====== Stored data ======

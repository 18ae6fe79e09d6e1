//! Local on-disk mirror of the virtual tree.
//!
//! Every resolved directory and file has a real counterpart under a
//! per-session temporary directory. Listings and reads are served from here
//! once the resolvers have materialized the path.

use parking_lot::Mutex;
use std::path::{Component, Path, PathBuf};
use tempfile::TempDir;
use tokio::fs;

use super::error::{VfsError, VfsResult};
use super::path::VirtualPath;
use super::types::{DirEntry, FileAttr, FileType};

/// Shadow cache rooted at a session temp directory.
///
/// All operations take virtual paths and are confined to the root.
#[derive(Debug)]
pub struct ShadowCache {
    root: PathBuf,
    dir: Mutex<Option<TempDir>>,
}

impl ShadowCache {
    /// Create a fresh cache in the system temp directory.
    pub fn new() -> VfsResult<Self> {
        let dir = tempfile::Builder::new().prefix("hc3fs-").tempdir()?;
        let root = dir.path().canonicalize()?;
        Ok(Self {
            root,
            dir: Mutex::new(Some(dir)),
        })
    }

    /// Use an existing directory as the root. It is not removed on teardown.
    pub fn at(root: impl Into<PathBuf>) -> Self {
        let root: PathBuf = root.into();
        let root = root.canonicalize().unwrap_or(root);
        Self {
            root,
            dir: Mutex::new(None),
        }
    }

    /// Get the root path.
    pub fn root(&self) -> &Path {
        &self.root
    }

    /// Real location of a virtual path.
    pub fn real_path(&self, path: &VirtualPath) -> VfsResult<PathBuf> {
        let rel = path.to_relative();
        if rel
            .components()
            .any(|c| !matches!(c, Component::Normal(_)))
        {
            return Err(VfsError::outside_shadow(path.to_string()));
        }
        Ok(self.root.join(rel))
    }

    fn metadata_to_attr(meta: &std::fs::Metadata) -> FileAttr {
        FileAttr {
            size: meta.len(),
            kind: FileType::of(meta.is_dir()),
            readonly: false,
            mtime: meta.modified().unwrap_or(std::time::SystemTime::UNIX_EPOCH),
        }
    }

    /// Create a directory and its parents. An existing directory is fine.
    pub(crate) async fn create_dir(&self, path: &VirtualPath) -> VfsResult<()> {
        let full = self.real_path(path)?;
        fs::create_dir_all(&full)
            .await
            .map_err(|e| VfsError::io_at(path.to_string(), e))
    }

    pub async fn exists(&self, path: &VirtualPath) -> bool {
        match self.real_path(path) {
            Ok(full) => fs::try_exists(&full).await.unwrap_or(false),
            Err(_) => false,
        }
    }

    pub async fn metadata(&self, path: &VirtualPath) -> VfsResult<FileAttr> {
        let full = self.real_path(path)?;
        let meta = fs::metadata(&full)
            .await
            .map_err(|e| VfsError::io_at(path.to_string(), e))?;
        Ok(Self::metadata_to_attr(&meta))
    }

    /// Entries of a directory, sorted by name.
    pub async fn read_dir(&self, path: &VirtualPath) -> VfsResult<Vec<DirEntry>> {
        let full = self.real_path(path)?;
        let mut dir = fs::read_dir(&full)
            .await
            .map_err(|e| VfsError::io_at(path.to_string(), e))?;

        let mut entries = Vec::new();
        while let Some(entry) = dir.next_entry().await? {
            let kind = FileType::of(entry.file_type().await?.is_dir());
            entries.push(DirEntry {
                name: entry.file_name().to_string_lossy().into_owned(),
                kind,
            });
        }

        entries.sort_by(|a, b| a.name.cmp(&b.name));
        Ok(entries)
    }

    pub async fn read(&self, path: &VirtualPath) -> VfsResult<Vec<u8>> {
        let full = self.real_path(path)?;
        if fs::metadata(&full).await.is_ok_and(|m| m.is_dir()) {
            return Err(VfsError::is_a_directory(path.to_string()));
        }
        fs::read(&full)
            .await
            .map_err(|e| VfsError::io_at(path.to_string(), e))
    }

    /// Write a whole file, replacing any previous content.
    pub async fn write(&self, path: &VirtualPath, data: &[u8]) -> VfsResult<()> {
        let full = self.real_path(path)?;
        fs::write(&full, data)
            .await
            .map_err(|e| VfsError::io_at(path.to_string(), e))
    }

    pub async fn remove_file(&self, path: &VirtualPath) -> VfsResult<()> {
        let full = self.real_path(path)?;
        fs::remove_file(&full)
            .await
            .map_err(|e| VfsError::io_at(path.to_string(), e))
    }

    /// Remove a directory tree. A missing directory is fine.
    pub async fn remove_dir_all(&self, path: &VirtualPath) -> VfsResult<()> {
        let full = self.real_path(path)?;
        match fs::remove_dir_all(&full).await {
            Ok(()) => Ok(()),
            Err(e) if e.kind() == std::io::ErrorKind::NotFound => Ok(()),
            Err(e) => Err(VfsError::io_at(path.to_string(), e)),
        }
    }

    pub async fn rename(&self, from: &VirtualPath, to: &VirtualPath) -> VfsResult<()> {
        let from_full = self.real_path(from)?;
        let to_full = self.real_path(to)?;
        fs::rename(&from_full, &to_full)
            .await
            .map_err(|e| VfsError::io_at(from.to_string(), e))
    }

    /// Delete the temp directory this cache owns. Idempotent.
    pub fn remove(&self) -> VfsResult<()> {
        if let Some(dir) = self.dir.lock().take() {
            dir.close()?;
        }
        Ok(())
    }
}
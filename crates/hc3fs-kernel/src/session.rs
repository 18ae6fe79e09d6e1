//! Session lifecycle.
//!
//! A [`Session`] owns everything one connection to a hub needs: the shadow
//! cache, the resolver engine, the gate every filesystem verb waits on, the
//! change notifier and the pollers. It is constructed explicitly and passed
//! around; nothing here is global.
//!
//! ```text
//! Session::new  ->  initialise()  ->  use fs() / start_pollers()  ->  shutdown()
//! ```

use std::sync::Arc;
use tokio::sync::mpsc;

use crate::config::Hc3Config;
use crate::hub::HubApi;
use crate::poller::{ConsoleMessage, LogPoller, PollerHandle, StatePoller};
use crate::resolve::{PathResolver, ResolveContext};
use crate::sync::Gate;
use crate::vfs::{ChangeNotifier, Hc3Fs, Namespace, ShadowCache, VfsError, VfsResult, DEBOUNCE};

pub struct Session {
    config: Hc3Config,
    hub: Arc<dyn HubApi>,
    shadow: Arc<ShadowCache>,
    gate: Arc<Gate>,
    engine: Arc<PathResolver>,
    notifier: Arc<ChangeNotifier>,
    fs: Arc<Hc3Fs>,
    log_poller: Arc<LogPoller>,
    state_poller: Arc<StatePoller>,
    console: Option<mpsc::UnboundedReceiver<ConsoleMessage>>,
    pollers: Vec<PollerHandle>,
}

impl std::fmt::Debug for Session {
    fn fmt(&self, f: &mut std::fmt::Formatter<'_>) -> std::fmt::Result {
        f.debug_struct("Session")
            .field("hub", &self.config.hub.url)
            .field("shadow", &self.shadow.root())
            .field("ready", &self.gate.is_open())
            .field("pollers", &self.pollers.len())
            .finish()
    }
}

impl Session {
    /// Build a session over a fresh temporary shadow directory. Must be
    /// called inside a tokio runtime. Nothing is visible until
    /// [`initialise`](Self::initialise) opens the gate.
    pub fn new(config: Hc3Config, hub: Arc<dyn HubApi>) -> VfsResult<Self> {
        Self::with_shadow(config, hub, ShadowCache::new()?)
    }

    /// Build a session over an existing shadow cache.
    pub fn with_shadow(
        config: Hc3Config,
        hub: Arc<dyn HubApi>,
        shadow: ShadowCache,
    ) -> VfsResult<Self> {
        let shadow = Arc::new(shadow);
        let gate = Arc::new(Gate::new());
        let notifier = Arc::new(ChangeNotifier::spawn(DEBOUNCE));
        let engine = Arc::new(PathResolver::new(ResolveContext::new(
            hub.clone(),
            shadow.clone(),
        )));
        let fs = Arc::new(Hc3Fs::new(
            hub.clone(),
            engine.clone(),
            gate.clone(),
            notifier.clone(),
        ));

        let (log_poller, console) =
            LogPoller::new(hub.clone(), config.log.interval(), config.log.enabled);
        log_poller.enable_tags(config.log.tags.iter().cloned());
        let state_poller =
            StatePoller::new(hub.clone(), engine.clone(), notifier.clone(), &config.poll);

        tracing::debug!(shadow = %shadow.root().display(), "session created");
        Ok(Self {
            config,
            hub,
            shadow,
            gate,
            engine,
            notifier,
            fs,
            log_poller: Arc::new(log_poller),
            state_poller: Arc::new(state_poller),
            console: Some(console),
            pollers: Vec::new(),
        })
    }

    /// Prepare the shadow tree and open the gate.
    ///
    /// Failing to reach the hub here is not fatal: the tree still opens and
    /// each verb reports its own remote errors.
    pub async fn initialise(&self) -> VfsResult<()> {
        for ns in Namespace::ALL {
            self.shadow.create_dir(&ns.path()).await?;
        }

        match self.hub.get_server_info().await {
            Ok(info) => tracing::info!(
                serial = info.serial_number.as_deref().unwrap_or("?"),
                name = info.hc_name.as_deref().unwrap_or("?"),
                version = info.soft_version.as_deref().unwrap_or("?"),
                "connected to hub"
            ),
            Err(e) => tracing::warn!(error = %e, url = %self.config.hub.url, "hub not reachable"),
        }

        if let Some(path_file) = &self.config.path_file {
            let root = self.shadow.root().display().to_string();
            tokio::fs::write(path_file, root)
                .await
                .map_err(|e| VfsError::io_at(path_file.display().to_string(), e))?;
            tracing::info!(path = %path_file.display(), "shadow root written");
        }

        self.gate.open();
        tracing::info!(shadow = %self.shadow.root().display(), "session ready");
        Ok(())
    }

    /// Spawn the console and state pollers. Calling it again is a no-op.
    pub fn start_pollers(&mut self) {
        if !self.pollers.is_empty() {
            return;
        }
        self.pollers.push(self.log_poller.spawn());
        self.pollers.push(self.state_poller.spawn());
    }

    pub fn fs(&self) -> &Arc<Hc3Fs> {
        &self.fs
    }

    pub fn engine(&self) -> &Arc<PathResolver> {
        &self.engine
    }

    pub fn config(&self) -> &Hc3Config {
        &self.config
    }

    pub fn log_poller(&self) -> &Arc<LogPoller> {
        &self.log_poller
    }

    pub fn state_poller(&self) -> &Arc<StatePoller> {
        &self.state_poller
    }

    /// The console channel. Only the first caller gets it.
    pub fn take_console(&mut self) -> Option<mpsc::UnboundedReceiver<ConsoleMessage>> {
        self.console.take()
    }

    pub fn shadow_root(&self) -> &std::path::Path {
        self.shadow.root()
    }

    pub fn is_ready(&self) -> bool {
        self.gate.is_open()
    }

    /// Stop the pollers and the notifier, close the gate and remove the
    /// shadow directory. Teardown failures are logged, not returned.
    pub async fn shutdown(mut self) {
        for handle in self.pollers.drain(..) {
            let name = handle.name();
            if let Err(e) = handle.shutdown().await {
                tracing::warn!(poller = name, error = %e, "poller ended with error");
            }
        }
        self.notifier.shutdown().await;
        self.gate.close();

        if let Err(e) = self.shadow.remove() {
            tracing::warn!(error = %e, "failed to remove shadow directory");
        }
        if let Some(path_file) = &self.config.path_file {
            if let Err(e) = tokio::fs::remove_file(path_file).await {
                tracing::debug!(error = %e, "path file not removed");
            }
        }
        tracing::info!("session closed");
    }
}
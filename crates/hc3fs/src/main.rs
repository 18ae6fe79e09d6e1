//! hc3fs command-line host.
//!
//! Starts a session against the configured hub and runs one filesystem verb,
//! or stays up in `watch` mode printing console output and tree changes.
//!
//! ```bash
//! hc3fs ls /QuickApps
//! hc3fs cat /QuickApps/12_Lamp/main.lua
//! hc3fs put /QuickApps/12_Lamp/utils.lua ./utils.lua --create
//! hc3fs mv /QuickApps/12_Lamp/utils.lua /QuickApps/12_Lamp/helpers.lua
//! hc3fs watch --tag QUICKAPP12
//! ```
//!
//! Credentials come from `~/.config/hc3fs/config.toml` (or `--config`) and
//! the `HC3_URL`, `HC3_USER` and `HC3_PASSWORD` environment variables.

use std::path::PathBuf;
use std::process::ExitCode;
use std::sync::Arc;

use anyhow::{Context, Result};
use clap::{Parser, Subcommand};
use tokio::io::{AsyncReadExt, AsyncWriteExt};
use tokio::sync::broadcast::error::RecvError;
use tracing_subscriber::{EnvFilter, fmt, layer::SubscriberExt, util::SubscriberInitExt};

use hc3fs_client::HubClient;
use hc3fs_kernel::{
    FileSystemProvider, FileType, Hc3Config, HubApi, RenameOptions, Session, WriteOptions,
};

/// Browse and edit a hub's QuickApps and scenes as files.
#[derive(Parser, Debug)]
#[command(name = "hc3fs", version)]
struct Args {
    /// Config file (default: ~/.config/hc3fs/config.toml)
    #[arg(long, global = true)]
    config: Option<PathBuf>,

    /// Write the shadow directory path here once the session is up
    #[arg(long, global = true)]
    path_file: Option<PathBuf>,

    #[command(subcommand)]
    command: Command,
}

#[derive(Subcommand, Debug)]
enum Command {
    /// List a directory
    Ls {
        #[arg(default_value = "/")]
        path: String,
    },
    /// Print a file
    Cat { path: String },
    /// Write a file from a local file or stdin
    Put {
        path: String,
        /// Local source (default: stdin)
        source: Option<PathBuf>,
        /// Create the file if it does not exist
        #[arg(long)]
        create: bool,
    },
    /// Delete a QuickApp script
    Rm { path: String },
    /// Rename a QuickApp script within its QuickApp
    Mv {
        from: String,
        to: String,
        /// Replace an existing target
        #[arg(short, long)]
        force: bool,
    },
    /// Show attributes and decoration of a path
    Stat { path: String },
    /// Download a QuickApp (.fqa) or scene as JSON
    Export {
        path: String,
        /// Output file (default: stdout)
        #[arg(short, long)]
        output: Option<PathBuf>,
    },
    /// Show hub information
    Info,
    /// Run the pollers and print console lines and tree changes until Ctrl-C
    Watch {
        /// Console tags to show (repeatable)
        #[arg(long = "tag")]
        tags: Vec<String>,
        /// Do not poll the debug console
        #[arg(long)]
        no_console: bool,
    },
}

impl Command {
    fn write_options(create: bool) -> WriteOptions {
        if create {
            WriteOptions::upsert()
        } else {
            WriteOptions::update()
        }
    }
}

#[tokio::main]
async fn main() -> ExitCode {
    let filter = EnvFilter::try_from_default_env().unwrap_or_else(|_| EnvFilter::new("info"));
    tracing_subscriber::registry()
        .with(filter)
        .with(fmt::layer().with_writer(std::io::stderr))
        .init();

    let args = Args::parse();
    match run(args).await {
        Ok(()) => ExitCode::SUCCESS,
        Err(e) => {
            eprintln!("hc3fs: {e:#}");
            ExitCode::FAILURE
        }
    }
}

fn load_config(args: &Args) -> Result<Hc3Config> {
    let mut config = Hc3Config::load(args.config.as_deref())?.with_env();
    if let Some(path_file) = &args.path_file {
        config = config.with_path_file(path_file);
    }
    config.validate()?;
    Ok(config)
}

async fn run(args: Args) -> Result<()> {
    let config = load_config(&args)?;
    let hub: Arc<dyn HubApi> =
        Arc::new(HubClient::new(&config.hub).context("failed to set up hub client")?);

    let mut session = Session::new(config, hub.clone())?;
    session.initialise().await?;

    let result = dispatch(&mut session, hub, args.command).await;
    session.shutdown().await;
    result
}

async fn dispatch(session: &mut Session, hub: Arc<dyn HubApi>, command: Command) -> Result<()> {
    let fs = session.fs().clone();
    match command {
        Command::Ls { path } => {
            for entry in fs.read_directory(&path).await? {
                match entry.kind {
                    FileType::Directory => println!("{}/", entry.name),
                    FileType::File => println!("{}", entry.name),
                }
            }
        }
        Command::Cat { path } => {
            let data = fs.read_file(&path).await?;
            tokio::io::stdout().write_all(&data).await?;
        }
        Command::Put {
            path,
            source,
            create,
        } => {
            let data = match source {
                Some(file) => tokio::fs::read(&file)
                    .await
                    .with_context(|| format!("failed to read {}", file.display()))?,
                None => {
                    let mut buf = Vec::new();
                    tokio::io::stdin().read_to_end(&mut buf).await?;
                    buf
                }
            };
            fs.write_file(&path, &data, Command::write_options(create))
                .await?;
        }
        Command::Rm { path } => fs.delete(&path).await?,
        Command::Mv { from, to, force } => {
            fs.rename(&from, &to, RenameOptions { overwrite: force })
                .await?
        }
        Command::Stat { path } => {
            let attr = fs.stat(&path).await?;
            let mtime: chrono::DateTime<chrono::Local> = attr.mtime.into();
            println!("type:     {:?}", attr.kind);
            println!("size:     {}", attr.size);
            println!("readonly: {}", attr.readonly);
            println!("mtime:    {}", mtime.format("%Y-%m-%d %H:%M:%S"));
            if let Some(decoration) = fs.decorate(&path) {
                if let Some(badge) = decoration.badge {
                    println!("badge:    {badge}");
                }
                if let Some(tooltip) = decoration.tooltip {
                    for line in tooltip.lines() {
                        println!("          {line}");
                    }
                }
            }
        }
        Command::Export { path, output } => {
            let value = fs.export(&path).await?;
            let text = serde_json::to_string_pretty(&value)?;
            match output {
                Some(file) => {
                    tokio::fs::write(&file, text)
                        .await
                        .with_context(|| format!("failed to write {}", file.display()))?;
                    tracing::info!(path = %file.display(), "exported");
                }
                None => println!("{text}"),
            }
        }
        Command::Info => {
            let info = hub.get_server_info().await?;
            println!("{}", serde_json::to_string_pretty(&info)?);
            println!("shadow: {}", session.shadow_root().display());
        }
        Command::Watch { tags, no_console } => watch(session, tags, no_console).await?,
    }
    Ok(())
}

async fn watch(session: &mut Session, tags: Vec<String>, no_console: bool) -> Result<()> {
    let poller = session.log_poller().clone();
    if !tags.is_empty() {
        poller.enable_tags(tags);
    }
    if no_console && poller.is_enabled() {
        poller.toggle();
    }

    let mut changes = session.fs().subscribe();
    let mut console = session
        .take_console()
        .context("console channel already taken")?;
    session.start_pollers();
    tracing::info!(shadow = %session.shadow_root().display(), "watching, Ctrl-C to stop");

    loop {
        tokio::select! {
            _ = tokio::signal::ctrl_c() => break,
            Some(line) = console.recv() => {
                println!("{} [{}] {}: {}", line.local_time(), line.level, line.tag, line.message);
            }
            batch = changes.recv() => match batch {
                Ok(batch) => {
                    for event in batch {
                        println!("{:?} {}", event.kind, event.path);
                    }
                }
                Err(RecvError::Lagged(n)) => tracing::warn!(skipped = n, "change stream lagged"),
                Err(RecvError::Closed) => break,
            },
        }
    }
    Ok(())
}
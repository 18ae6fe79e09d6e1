//! Remote state poller.
//!
//! Long-polls `/refreshStates`. Any QuickApp lifecycle event resyncs the
//! QuickApps namespace once per batch and notifies the host.

use std::collections::BTreeSet;
use std::sync::Arc;
use std::time::Duration;
use tokio_util::sync::CancellationToken;

use super::{PollerError, PollerHandle};
use crate::config::PollConfig;
use crate::hub::{HubApi, RemoteEvent};
use crate::resolve::PathResolver;
use crate::vfs::{parse_object_id, ChangeNotifier, FileChangeEvent, FileType, Namespace, VirtualPath};

pub struct StatePoller {
    hub: Arc<dyn HubApi>,
    engine: Arc<PathResolver>,
    notifier: Arc<ChangeNotifier>,
    interval: Duration,
    max_errors: u32,
}

impl StatePoller {
    pub fn new(
        hub: Arc<dyn HubApi>,
        engine: Arc<PathResolver>,
        notifier: Arc<ChangeNotifier>,
        config: &PollConfig,
    ) -> Self {
        Self {
            hub,
            engine,
            notifier,
            interval: config.interval(),
            max_errors: config.max_errors.max(1),
        }
    }

    /// Object directory currently mirrored for QuickApp `id`.
    async fn known_dir(&self, id: u64) -> Option<VirtualPath> {
        let ns = Namespace::QuickApps.path();
        let entries = self.engine.shadow().read_dir(&ns).await.ok()?;
        entries
            .into_iter()
            .find(|e| e.kind == FileType::Directory && parse_object_id(&e.name) == Some(id))
            .map(|e| ns.join(&e.name))
    }

    /// Fetch one batch of events after `cursor` and apply it. Returns the
    /// cursor for the next call.
    pub async fn poll_once(&self, cursor: i64) -> Result<i64, PollerError> {
        let batch = self.hub.get_state_events(cursor).await?;
        let ns = Namespace::QuickApps.path();

        let mut changed = BTreeSet::new();
        let mut removed = BTreeSet::new();
        let mut resync = false;

        for raw in &batch.events {
            match raw.event() {
                RemoteEvent::FilesChanged { id } => {
                    tracing::debug!(id, "quickapp files changed");
                    if let Some(dir) = self.known_dir(id).await {
                        changed.insert(dir);
                    }
                    resync = true;
                }
                RemoteEvent::DeviceCreated { id } => {
                    tracing::debug!(id, "device created");
                    resync = true;
                }
                RemoteEvent::DeviceRemoved { id } => {
                    tracing::debug!(id, "device removed");
                    if let Some(dir) = self.known_dir(id).await {
                        removed.insert(dir);
                    }
                    resync = true;
                }
                RemoteEvent::Other { kind } => {
                    tracing::trace!(kind = %kind, "ignored state event");
                }
            }
        }

        if resync {
            self.engine.resync(Namespace::QuickApps).await?;
            for dir in changed.difference(&removed) {
                self.notifier.fire(FileChangeEvent::changed(dir.clone()));
            }
            for dir in removed {
                self.notifier.fire(FileChangeEvent::deleted(dir));
            }
            self.notifier.fire(FileChangeEvent::changed(ns));
        }

        Ok(batch.last)
    }

    /// Poll until cancelled, or until `max_errors` consecutive failures.
    pub async fn run(self: Arc<Self>, cancel: CancellationToken) -> Result<(), PollerError> {
        let mut cursor = 0;
        let mut errors = 0u32;
        loop {
            tokio::select! {
                _ = cancel.cancelled() => return Ok(()),
                result = self.poll_once(cursor) => match result {
                    Ok(next) => {
                        cursor = next;
                        errors = 0;
                    }
                    Err(e) => {
                        errors += 1;
                        tracing::warn!(error = %e, errors, "state poll failed");
                        if errors >= self.max_errors {
                            tracing::error!(errors, "state poller giving up");
                            return Err(PollerError::TooManyRetries(errors));
                        }
                    }
                }
            }
            tokio::select! {
                _ = cancel.cancelled() => return Ok(()),
                _ = tokio::time::sleep(self.interval) => {}
            }
        }
    }

    pub fn spawn(self: &Arc<Self>) -> PollerHandle {
        let cancel = CancellationToken::new();
        PollerHandle::spawn("state", cancel.clone(), self.clone().run(cancel))
    }
}
//! The virtual filesystem over the hub.
//!
//! Key components:
//!
//! - [`FileSystemProvider`] - Host-facing verbs (stat, read, write, ...)
//! - [`Hc3Fs`] - The provider, backed by the resolver engine
//! - [`ShadowCache`] - Local on-disk mirror of everything resolved so far
//! - [`ChangeNotifier`] - Debounced change batches for the host
//!
//! ## Design Decisions
//!
//! - **Path-based**: every verb takes a `/`-rooted virtual path; there are
//!   no handles or inodes.
//! - **Whole-file content**: scripts are small, and the hub only accepts
//!   whole files.
//! - **Lazy materialization**: nothing is fetched until a path is touched,
//!   and file content is not fetched until it is read.

mod error;
mod events;
mod ops;
mod path;
mod provider;
mod shadow;
mod types;

pub use error::{VfsError, VfsResult};
pub use events::{ChangeNotifier, FileChangeEvent, FileChangeType, DEBOUNCE};
pub use ops::FileSystemProvider;
pub use path::{
    check_script_name, is_generated, is_segment, object_dir_name, parse_object_id, parse_sentinel,
    remote_file_name, script_file_name, sentinel, Namespace, VirtualPath, ACTIONS_FILE,
    BLOCK_FILE, CONDITIONS_FILE, FILE_MARK, RSRC_FILE, RUN_FILE, SCRIPT_EXT,
};
pub use provider::Hc3Fs;
pub use shadow::ShadowCache;
pub use types::{Decoration, DirEntry, FileAttr, FileType, RenameOptions, WriteOptions};
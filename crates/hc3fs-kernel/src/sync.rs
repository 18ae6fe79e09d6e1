//! Readiness gate and the path-resolution lock.

use std::future::Future;
use tokio::sync::{watch, Mutex};

/// Binary latch that holds filesystem operations until the session is ready.
///
/// `open()` releases every current and future waiter; `close()` re-arms it,
/// so a session can be torn down and brought up again.
#[derive(Debug)]
pub struct Gate {
    tx: watch::Sender<bool>,
}

impl Gate {
    /// A closed gate.
    pub fn new() -> Self {
        let (tx, _rx) = watch::channel(false);
        Self { tx }
    }

    pub fn open(&self) {
        self.tx.send_replace(true);
    }

    pub fn close(&self) {
        self.tx.send_replace(false);
    }

    pub fn is_open(&self) -> bool {
        *self.tx.borrow()
    }

    /// Resolve once the gate is open. Returns immediately if it already is.
    pub async fn wait(&self) {
        let mut rx = self.tx.subscribe();
        // The sender lives as long as `self`, so this cannot fail.
        let _ = rx.wait_for(|open| *open).await;
    }
}

impl Default for Gate {
    fn default() -> Self {
        Self::new()
    }
}

/// Single-slot exclusion around a unit of async work.
///
/// Waiters are served in arrival order.
#[derive(Debug, Default)]
pub struct Lock {
    inner: Mutex<()>,
}

impl Lock {
    pub fn new() -> Self {
        Self::default()
    }

    /// Run `work` with the lock held. The lock is released when `work`
    /// completes, whether it succeeded or not.
    pub async fn acquire<F, T>(&self, work: F) -> T
    where
        F: Future<Output = T>,
    {
        let _guard = self.inner.lock().await;
        work.await
    }

    /// True while some caller is inside `acquire`.
    pub fn is_held(&self) -> bool {
        self.inner.try_lock().is_err()
    }
}

#[cfg(test)]
mod tests {
    use super::*;
    use std::sync::Arc;
    use std::time::Duration;

    #[tokio::test]
    async fn test_gate_releases_all_waiters() {
        let gate = Arc::new(Gate::new());
        assert!(!gate.is_open());

        let mut waiters = Vec::new();
        for _ in 0..3 {
            let gate = gate.clone();
            waiters.push(tokio::spawn(async move { gate.wait().await }));
        }

        tokio::time::sleep(Duration::from_millis(10)).await;
        assert!(waiters.iter().all(|w| !w.is_finished()));

        gate.open();
        for w in waiters {
            tokio::time::timeout(Duration::from_secs(1), w)
                .await
                .unwrap()
                .unwrap();
        }

        // Open gate passes straight through.
        gate.wait().await;

        gate.close();
        assert!(!gate.is_open());
    }

    #[tokio::test]
    async fn test_lock_never_overlaps() {
        let lock = Arc::new(Lock::new());
        let log = Arc::new(parking_lot::Mutex::new(Vec::new()));

        let mut tasks = Vec::new();
        for i in 0..4 {
            let lock = lock.clone();
            let log = log.clone();
            tasks.push(tokio::spawn(async move {
                lock.acquire(async {
                    log.lock().push(format!("begin {i}"));
                    tokio::time::sleep(Duration::from_millis(5)).await;
                    log.lock().push(format!("end {i}"));
                })
                .await
            }));
        }
        for t in tasks {
            t.await.unwrap();
        }

        let log = log.lock();
        assert_eq!(log.len(), 8);
        for pair in log.chunks(2) {
            let begin = pair[0].strip_prefix("begin ").unwrap();
            let end = pair[1].strip_prefix("end ").unwrap();
            assert_eq!(begin, end);
        }
    }

    #[tokio::test]
    async fn test_lock_released_on_error() {
        let lock = Lock::new();
        let r: Result<(), &str> = lock.acquire(async { Err("boom") }).await;
        assert!(r.is_err());
        assert!(!lock.is_held());
        assert_eq!(lock.acquire(async { 7 }).await, 7);
    }
}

======

*Exercise goal*. Where does the string "join" occur in the material? Copy every line where it does.

*Response*.
        Ok(self.root.join(rel))
            .map(|e| ns.join(&e.name))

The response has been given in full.